Equality & Diversity Issue 1 | Page 5

Sexual violence and rape culture are important issues colleges and universities around the world are dealing with on a daily basis. One would think institutions would work towards a better and safer environment for their students but the reality is far from what everyone thinks. Universities often excuse themselves from the situations, don’t visualize the incidents, make the circumstances silent, and blame the victims instead of bringing justice to them or expelling the assailants. Not only do they act mistakenly but they also attack the problem wrongly. Institutions and its members promote rape culture because they don’t take matters into their own hands and repeatedly fail to tackle sexual violence, not because they can’t but because they don’t want to.
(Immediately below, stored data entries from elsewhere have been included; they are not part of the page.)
//! Utility modules for the rate oracle.
//!
//! This module contains shared utilities used across the oracle:
//! - Hashing primitives
//! - Arbitrary-precision decimals
//! - Validation helpers
//! - Constants

pub mod constants;
pub mod crypto;
pub mod math;
pub mod validation;

pub use constants::*;
pub use crypto::*;
pub use math::*;
pub use validation::*;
Around 1 in 5 women may experience sexual assault at college. “An average of 21% of female undergraduates told researchers they’d been sexually assaulted since starting school in a Bureau of Justice Statistics-funded study of nine unnamed U.S. colleges and universities published earlier this year” (O’connor & Kingkade, 2016). “More than 90% of sexual assault victims on college campuses do not report the assault” (Fisher, Cullen, & Turner, 2000). The reason why this article focuses on rape and sexual assault against women is because 91% of the victims are female while 9% of them are male. Now what can a young man or woman expect going into college with these statistics? How is this an example of institutional negligence? Well, most victims don’t report because they know how things will most likely turn out for them or are afraid that they won’t be taken seriously. Their school might blame them, ignore them or worst, stay silent.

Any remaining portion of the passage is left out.